PM if you want his number


----------



## simplyjoe (31 Jan 2008)

Do 'nice guys' make good accountants?


----------



## Graham_07 (31 Jan 2008)

simplyjoe said:


> Do 'nice guys' make good accountants?


 
Apparently [broken link removed]


----------



## rabbit (31 Jan 2008)

An accountant who is a  "reasonable and a very nice guy"  , and who is "great and takes the time to talk" !   Fantastic.


----------



## sue97 (3 Feb 2008)

Sorry if I offended some of you  users.  I followed on from rabbits post. 

I found it very difficult to get a recommendation for a good accountant when starting off and the accountant I use either is incredibly quick doing my books or charges nowhere near 500 an hour (not sure which)

The easiest way for Dub 28 to find out for  a business case the costs would be to give an accountant an idea of whats involved and get them to estimate.

I think this guy would be prepared to take the time to do that.

I got the name of a brilliant solicitor firm from this forum and was going to offer the same.


----------



## Graham_07 (3 Feb 2008)

sue97 said:


> Sorry if I offended some of you users. I followed on from rabbits post.
> 
> I found it very difficult to get a recommendation for a good accountant when starting off and the accountant I use either is incredibly quick doing my books or charges nowhere near 500 an hour (not sure which)
> 
> ...


 

Sue, you have certainly not offended me ( as a professionally qualified accountant & registered auditor who charges nowhere near the amounts referred to , nor one who "jacks up the price each year thereafter once I have them hooked".) I like to think that the service and time which I provide to clients is nothing less than that to which which they are entitled to expect.

Rabbit's views on the accountancy profession in Ireland are more than well documented in this forum.
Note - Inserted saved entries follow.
// Copyright 2026 region-nbt developers
// SPDX-License-Identifier: GPL-3.0-or-later

//! The 32×32 chunk grid backing one .mca file.

use log::debug;

use crate::anvil::chunk::Chunk;
use crate::anvil::{ChunkState, REGION_CHUNKS, REGION_HEADER_SIZE, REGION_WIDTH};
use crate::error::RegionError;

/// A region: a fixed 32×32 grid of chunk slots.
///
/// The grid is always fully populated; absent chunks are slots in the
/// [`ChunkState::NotCreated`] state. Decoding absorbs per-chunk problems
/// into the affected slot's state, so a damaged file still yields a
/// complete grid. Encoding relocates every live chunk onto a contiguous
/// run of sectors starting at sector 2.
pub struct Region {
    rx: i32,
    rz: i32,
    chunks: Vec<Chunk>,
}

impl Region {
    /// An empty region at the given region coordinates.
    pub fn new(rx: i32, rz: i32) -> Self {
        let chunks = (0..REGION_CHUNKS)
            .map(|i| Chunk::new((i % REGION_WIDTH) as u8, (i / REGION_WIDTH) as u8))
            .collect();
        Self { rx, rz, chunks }
    }

    /// Region coordinates `(rx, rz)`.
    pub fn coords(&self) -> (i32, i32) {
        (self.rx, self.rz)
    }

    /// Decodes a region from a fully buffered file image.
    ///
    /// An empty buffer yields an empty region. A non-empty buffer shorter
    /// than the two header sectors is fatal; anything that goes wrong
    /// inside an individual chunk only degrades that chunk's state.
    pub fn from_bytes(rx: i32, rz: i32, data: &[u8]) -> Result<Self, RegionError> {
        let mut region = Self::new(rx, rz);
        if data.is_empty() {
            return Ok(region);
        }
        if data.len() < REGION_HEADER_SIZE {
            return Err(RegionError::MissingHeader(data.len() as u64));
        }
        for chunk in &mut region.chunks {
            chunk.read_entry(data);
        }
        region.mark_overlaps();
        for chunk in &mut region.chunks {
            chunk.read_body(data);
        }
        Ok(region)
    }

    /// Flags chunks whose sector spans intersect.
    ///
    /// Flagged chunks still get their header and payload parsed; the next
    /// encode relocates them onto disjoint sectors.
    fn mark_overlaps(&mut self) {
        let mut spans: Vec<(u64, u64, usize)> = self
            .chunks
            .iter()
            .enumerate()
            .filter(|(_, chunk)| chunk.state() == ChunkState::Ok)
            .map(|(i, chunk)| {
                let start = chunk.offset() as u64;
                (start, start + chunk.sectors() as u64, i)
            })
            .collect();
        spans.sort_unstable();

        let mut flagged = Vec::new();
        let mut furthest: Option<(u64, usize)> = None;
        for &(start, end, index) in &spans {
            if let Some((prev_end, prev_index)) = furthest {
                if start < prev_end {
                    flagged.push(prev_index);
                    flagged.push(index);
                }
            }
            if furthest.is_none_or(|(prev_end, _)| end > prev_end) {
                furthest = Some((end, index));
            }
        }
        if !flagged.is_empty() {
            debug!(
                "region ({}, {}): {} chunks share sectors",
                self.rx,
                self.rz,
                flagged.len()
            );
        }
        for index in flagged {
            self.chunks[index].mark_overlapping();
        }
    }

    /// Serializes the region, relocating chunks as it goes.
    ///
    /// Live chunks are laid out contiguously from sector 2 in row-major
    /// grid order, which removes any overlap and fragmentation present in
    /// the decoded file. Chunks whose payload cannot be represented
    /// (TooBig) or reconstructed (Corrupted) keep a zeroed directory entry.
    pub fn to_bytes(&mut self) -> Result<Vec<u8>, RegionError> {
        let mut out = vec![0u8; REGION_HEADER_SIZE];
        let mut next_offset = 2u32;
        for chunk in &mut self.chunks {
            if chunk.recompute()? == ChunkState::Ok {
                chunk.set_offset(next_offset);
                next_offset += chunk.sectors();
            }
            // Derived fields are fresh; the chunk must not recompute again.
            chunk.encode_into(&mut out, false)?;
        }
        Ok(out)
    }

    fn slot(cx: u8, cz: u8) -> usize {
        assert!(
            (cx as usize) < REGION_WIDTH && (cz as usize) < REGION_WIDTH,
            "chunk coordinates ({cx}, {cz}) out of range"
        );
        cx as usize + cz as usize * REGION_WIDTH
    }

    /// The chunk at local coordinates.
    ///
    /// # Panics
    ///
    /// Panics if `cx` or `cz` is 32 or more.
    pub fn chunk(&self, cx: u8, cz: u8) -> &Chunk {
        &self.chunks[Self::slot(cx, cz)]
    }

    /// Mutable access to the chunk at local coordinates.
    ///
    /// # Panics
    ///
    /// Panics if `cx` or `cz` is 32 or more.
    pub fn chunk_mut(&mut self, cx: u8, cz: u8) -> &mut Chunk {
        &mut self.chunks[Self::slot(cx, cz)]
    }

    /// Replaces the slot matching the chunk's own coordinates.
    pub fn set_chunk(&mut self, chunk: Chunk) {
        let (cx, cz) = chunk.coords();
        self.chunks[Self::slot(cx, cz)] = chunk;
    }

    /// Resets a slot to a fresh NotCreated chunk.
    pub fn clear_chunk(&mut self, cx: u8, cz: u8) {
        self.chunks[Self::slot(cx, cz)] = Chunk::new(cx, cz);
    }

    /// The chunk owning the given world chunk coordinates, if it falls in
    /// this region.
    pub fn world_chunk(&self, cx: i32, cz: i32) -> Option<&Chunk> {
        let (lx, lz) = self.to_local(cx, cz)?;
        Some(self.chunk(lx, lz))
    }

    pub fn world_chunk_mut(&mut self, cx: i32, cz: i32) -> Option<&mut Chunk> {
        let (lx, lz) = self.to_local(cx, cz)?;
        Some(self.chunk_mut(lx, lz))
    }

    fn to_local(&self, cx: i32, cz: i32) -> Option<(u8, u8)> {
        let lx = cx - self.rx * REGION_WIDTH as i32;
        let lz = cz - self.rz * REGION_WIDTH as i32;
        if (0..REGION_WIDTH as i32).contains(&lx) && (0..REGION_WIDTH as i32).contains(&lz) {
            Some((lx as u8, lz as u8))
        } else {
            None
        }
    }

    /// Iterates all 1024 slots in row-major order (`cz` outer, `cx` inner),
    /// matching the on-disk directory order.
    pub fn iter(&self) -> impl Iterator<Item = &Chunk> {
        self.chunks.iter()
    }

    pub fn iter_mut(&mut self) -> impl Iterator<Item = &mut Chunk> {
        self.chunks.iter_mut()
    }
}

#[cfg(test)]
mod tests {
    use super::*;
    use crate::anvil::Compression;
    use crate::nbt::{NamedTag, NbtTag};

    #[test]
    fn new_region_is_fully_populated() {
        let region = Region::new(-1, 3);
        assert_eq!(region.iter().count(), REGION_CHUNKS);
        assert!(
            region
                .iter()
                .all(|chunk| chunk.state() == ChunkState::NotCreated)
        );
    }

    #[test]
    fn iteration_is_row_major() {
        let region = Region::new(0, 0);
        let coords: Vec<_> = region.iter().take(34).map(Chunk::coords).collect();
        assert_eq!(coords[0], (0, 0));
        assert_eq!(coords[31], (31, 0));
        assert_eq!(coords[32], (0, 1));
        assert_eq!(coords[33], (1, 1));
    }

    #[test]
    fn empty_input_decodes_to_empty_region() {
        let region = Region::from_bytes(0, 0, &[]).unwrap();
        assert!(
            region
                .iter()
                .all(|chunk| chunk.state() == ChunkState::NotCreated)
        );
    }

    #[test]
    fn short_input_is_missing_header() {
        assert!(matches!(
            Region::from_bytes(0, 0, &[0u8; 100]),
            Err(RegionError::MissingHeader(100))
        ));
    }

    #[test]
    fn world_coordinates_translate() {
        let mut region = Region::new(1, -1);
        region.set_chunk(Chunk::with_nbt(
            2,
            30,
            NamedTag::new("", NbtTag::compound()),
            Compression::Zlib,
        ));
        assert!(region.world_chunk(34, -2).is_some());
        assert_eq!(region.world_chunk(34, -2).unwrap().coords(), (2, 30));
        assert!(region.world_chunk(2, 30).is_none());
    }

    #[test]
    fn clear_resets_slot() {
        let mut region = Region::new(0, 0);
        region.set_chunk(Chunk::with_nbt(
            4,
            4,
            NamedTag::new("", NbtTag::compound()),
            Compression::Zlib,
        ));
        assert_eq!(region.chunk(4, 4).state(), ChunkState::Ok);
        region.clear_chunk(4, 4);
        assert_eq!(region.chunk(4, 4).state(), ChunkState::NotCreated);
    }
}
Views which he is entitled to express and to which other posters are entitled to respond whether in agreement or in rebuff. 

I have always maintained that the best recommendation one can get for any accountant ( or any other service professional or tradesperson for that matter ) is from another, satisfied customer. I do not in the main get business from the Golden Pages or other advertising. I can say with all honesty that the bulk of the business I have today is from referrals from other clients. That works to everyone's advantage. I know that a client is not going to refer someone to me who is likely to be , for want of other words "a messer". And they (the existing client) know that as the referrer, the person is not going to come back to them saying, "that fella you refered me to, what a chancer, or he costs a fortune" etc. I am sure that your accountant will appreciate any referrals you can give for them.


----------



## sue97 (3 Feb 2008)

Thanks for the response Graham07


----------



## DUB 28 (4 Feb 2008)

Thanks all for your feedback.


----------



## jd28 (5 Feb 2008)

Graham_07 said:


> Sue, you have certainly not offended me ( as a professionally qualified accountant & registered auditor who charges nowhere near the amounts referred to , nor one who "jacks up the price each year thereafter once I have them hooked".) I like to think that the service and time which I provide to clients is nothing less than that to which which they are entitled to expect.
> 
> Rabbit's views on the accountancy profession in Ireland are more than well documented in this forum. Views which he is entitled to express and to which other posters are entitled to respond whether in agreement or in rebuff.
> 
> I have always maintained that the best recommendation one can get for any accountant ( or any other service professional or tradesperson for that matter ) is from another, satisfied customer. I do not in the main get business from the Golden Pages or other advertising. I can say with all honesty that the bulk of the business I have today is from referrals from other clients. That works to everyone's advantage. I know that a client is not going to refer someone to me who is likely to be , for want of other words "a messer". And they (the existing client) know that as the referrer, the person is not going to come back to them saying, "that fella you refered me to, what a chancer, or he costs a fortune" etc. I am sure that your accountant will appreciate any referrals you can give for them.


 
Graham i know every accountant will have different rates but was wondering if 1000 euro is expensive for setting up a limited company which is what i was qouted.


----------



## ubiquitous (5 Feb 2008)

jd28 said:


> Graham i know every accountant will have different rates but was wondering if 1000 euro is expensive for setting up a limited company which is what i was qouted.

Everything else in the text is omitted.